Could blockchain decentralize supply chains? An examination of dynamic token delivery motivation of mid-tier suppliers in blockchain-driven supply chain finance platforms Song, Lingxiao

Abstract

Blockchain, or distributed ledger technology (DLT), is expected to enable a highly decentralized and trusted business environment. Yet the business pursuit for profit maximization calls for a more centralized structure and thereby conflicts with the decentralized ideology of blockchain. In the blockchain-driven supply chain finance (SCF) platforms, focal buyer companies can issue “cash tokens” which are blockchain-based electronic invoices/certificates with due days of payment and pay the “cash tokens” to their direct suppliers instead of using traditional open-account techniques. Direct suppliers can hold the “cash tokens” to maturity, use the “cash tokens” as collateral for loans, or pay the “cash tokens” to the upper tier suppliers in goods transactions (we call the last option “token delivery” in the following). Because the “cash tokens” are delivered tier by tier based on transactions, mid-tier suppliers can become a “bottleneck” in the blockchain-driven SCF application. In this paper, we consider the supply chain network as a complex system where firms are self-organized and adaptive to their competitive environment. Via this theoretical lens, we investigate how the mid-tier suppliers’ token delivery and supply chain transaction structures interplay over time in the blockchain-driven SCF platforms; meanwhile, how industry characteristics such as the number of firms in each tier and firm size in each tier can influence the interactions.
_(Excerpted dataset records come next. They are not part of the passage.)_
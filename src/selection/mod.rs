//! selection — item-selection strategies and the flat item record.
//!
//! Purpose
//! -------
//! Choose the next item to administer from the remaining pool. Five
//! strategies are provided — maximum Fisher information, closest
//! difficulty, random, fixed, and middle — plus the start-up restriction
//! that limits the opening items to the order-insensitive strategies.
//!
//! Key behaviors
//! -------------
//! - Parse selector labels case-insensitively via `FromStr`
//!   (`mfi | closest | random | fixed | middle`).
//! - Dispatch a strategy over a pool of [`FlatStimulus`] records through
//!   [`Selector::select`], returning the chosen record and the rest.
//! - Restrict start-up selectors to `random | middle | fixed` via
//!   [`Selector::is_valid_start`].
//!
//! Invariants & assumptions
//! ------------------------
//! - Selection partitions its input: the chosen record and the returned
//!   rest are disjoint and together equal the input pool.
//! - An empty pool selects nothing and returns an empty rest.
//! - All randomness flows through the caller-supplied `Pcg64`, so a fixed
//!   seed reproduces the full selection sequence.
//!
//! Conventions
//! -----------
//! - Items travel as flat records carrying a stable `id`; the multi-CAT
//!   layer maps a chosen record back to its corpus stimulus by this id
//!   rather than by structural comparison.

pub mod rules;

use std::str::FromStr;

use rand_pcg::Pcg64;
use serde::{Deserialize, Serialize};
use serde_json::{Map, Value};

use crate::errors::CatError;
use crate::irt::params::ItemParams;

/// A flat, single-calibration item record as seen by selection and by
/// single-construct sessions.
///
/// Fields:
/// - `id`: stable identifier threaded through selection so controllers can
///   recover the originating corpus stimulus.
/// - `params`: canonical ζ for the construct under consideration.
/// - `metadata`: opaque caller payload (ids, content, rendering hints);
///   the engine never interprets it.
#[derive(Debug, Clone, PartialEq, Serialize, Deserialize)]
pub struct FlatStimulus {
    pub id: u64,
    pub params: ItemParams,
    #[serde(default)]
    pub metadata: Map<String, Value>,
}

impl FlatStimulus {
    /// Flat record with empty metadata.
    pub fn new(id: u64, params: ItemParams) -> Self {
        FlatStimulus { id, params, metadata: Map::new() }
    }

    /// Flat record carrying caller metadata.
    pub fn with_metadata(id: u64, params: ItemParams, metadata: Map<String, Value>) -> Self {
        FlatStimulus { id, params, metadata }
    }
}

/// Item-selection strategy.
///
/// Variants:
/// - `Mfi`: maximize Fisher information at the current θ.
/// - `Closest`: nearest difficulty to `θ + 0.481`.
/// - `Random`: uniform draw.
/// - `Fixed`: first item in input order.
/// - `Middle`: center of the pool with a small random offset.
#[derive(Debug, Clone, Copy, PartialEq, Eq, Serialize, Deserialize)]
pub enum Selector {
    Mfi,
    Closest,
    Random,
    Fixed,
    Middle,
}

impl FromStr for Selector {
    type Err = CatError;

    /// Parse a selector label (case-insensitive).
    ///
    /// Any value outside `mfi | closest | random | fixed | middle` returns
    /// [`CatError::InvalidSelector`].
    fn from_str(s: &str) -> Result<Self, Self::Err> {
        match s.to_lowercase().as_str() {
            "mfi" => Ok(Selector::Mfi),
            "closest" => Ok(Selector::Closest),
            "random" => Ok(Selector::Random),
            "fixed" => Ok(Selector::Fixed),
            "middle" => Ok(Selector::Middle),
            _ => Err(CatError::InvalidSelector { name: s.to_string() }),
        }
    }
}

impl std::fmt::Display for Selector {
    fn fmt(&self, f: &mut std::fmt::Formatter<'_>) -> std::fmt::Result {
        f.write_str(self.label())
    }
}

impl Selector {
    /// Canonical lowercase label, the inverse of `FromStr`.
    pub fn label(&self) -> &'static str {
        match self {
            Selector::Mfi => "mfi",
            Selector::Closest => "closest",
            Selector::Random => "random",
            Selector::Fixed => "fixed",
            Selector::Middle => "middle",
        }
    }

    /// Whether this strategy may serve as a start-up selector.
    ///
    /// The opening items are deliberately non-adaptive, so the
    /// ability-driven strategies (`mfi`, `closest`) are excluded.
    pub fn is_valid_start(&self) -> bool {
        matches!(self, Selector::Random | Selector::Fixed | Selector::Middle)
    }

    /// Apply this strategy to `items` at ability `theta`.
    ///
    /// `n_start_items` parameterizes the `middle` offset window; `rng` is
    /// the session's seeded generator. Returns `(chosen, rest)`; an empty
    /// pool yields `(None, vec![])`.
    pub fn select(
        &self, items: Vec<FlatStimulus>, theta: f64, n_start_items: usize, rng: &mut Pcg64,
    ) -> (Option<FlatStimulus>, Vec<FlatStimulus>) {
        if items.is_empty() {
            return (None, Vec::new());
        }
        match self {
            Selector::Mfi => rules::select_mfi(items, theta),
            Selector::Closest => rules::select_closest(items, theta),
            Selector::Random => rules::select_random(items, rng),
            Selector::Fixed => rules::select_fixed(items),
            Selector::Middle => rules::select_middle(items, n_start_items, rng),
        }
    }
}

// ---- Optional convenience prelude for downstream crates -------------------

pub mod prelude {
    pub use super::{FlatStimulus, Selector};
}

#[cfg(test)]
mod tests {
    use super::*;
    use crate::errors::ErrorKind;

    #[test]
    // Purpose
    // -------
    // Labels parse case-insensitively and unknown labels classify as
    // configuration errors.
    fn labels_parse_case_insensitively() {
        assert_eq!("MFI".parse::<Selector>().expect("parses"), Selector::Mfi);
        assert_eq!("Closest".parse::<Selector>().expect("parses"), Selector::Closest);
        assert_eq!("random".parse::<Selector>().expect("parses"), Selector::Random);
        assert_eq!("FIXED".parse::<Selector>().expect("parses"), Selector::Fixed);
        assert_eq!("miDDle".parse::<Selector>().expect("parses"), Selector::Middle);

        let err = "nearest".parse::<Selector>().expect_err("unknown label");
        assert_eq!(err.kind(), ErrorKind::InvalidConfig);
    }

    #[test]
    // Purpose
    // -------
    // Only the non-adaptive strategies qualify for start-up.
    fn start_up_excludes_ability_driven_strategies() {
        assert!(Selector::Random.is_valid_start());
        assert!(Selector::Fixed.is_valid_start());
        assert!(Selector::Middle.is_valid_start());
        assert!(!Selector::Mfi.is_valid_start());
        assert!(!Selector::Closest.is_valid_start());
    }
}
We propose that in the short term, blockchain technology increases mid-tier suppliers’ transaction efficiency and thus motivates mid-tier suppliers’ token delivery and promotes the decentralization of supply chain transaction structure, i.e., upper-tier suppliers make new transaction links with mid-tier suppliers and focal buyers; in the long term, the more decentralized supply chain transaction structure will in turn negatively affect mid-tier suppliers’ token delivery motivation and drive the supply chains more centralized, i.e., the upper-tier suppiers start to face financing difficulties again and some of the transaction links will diminish. Besides, supply chains with a flatter organizational structure, a larger setup cost gap between mid-tier suppliers and upper-tier suppliers, and a higher operation cost of upper-tier suppliers can remain decentralized longer. We will test our theoretical propositions by a series of simulation experiments in an agent-based model.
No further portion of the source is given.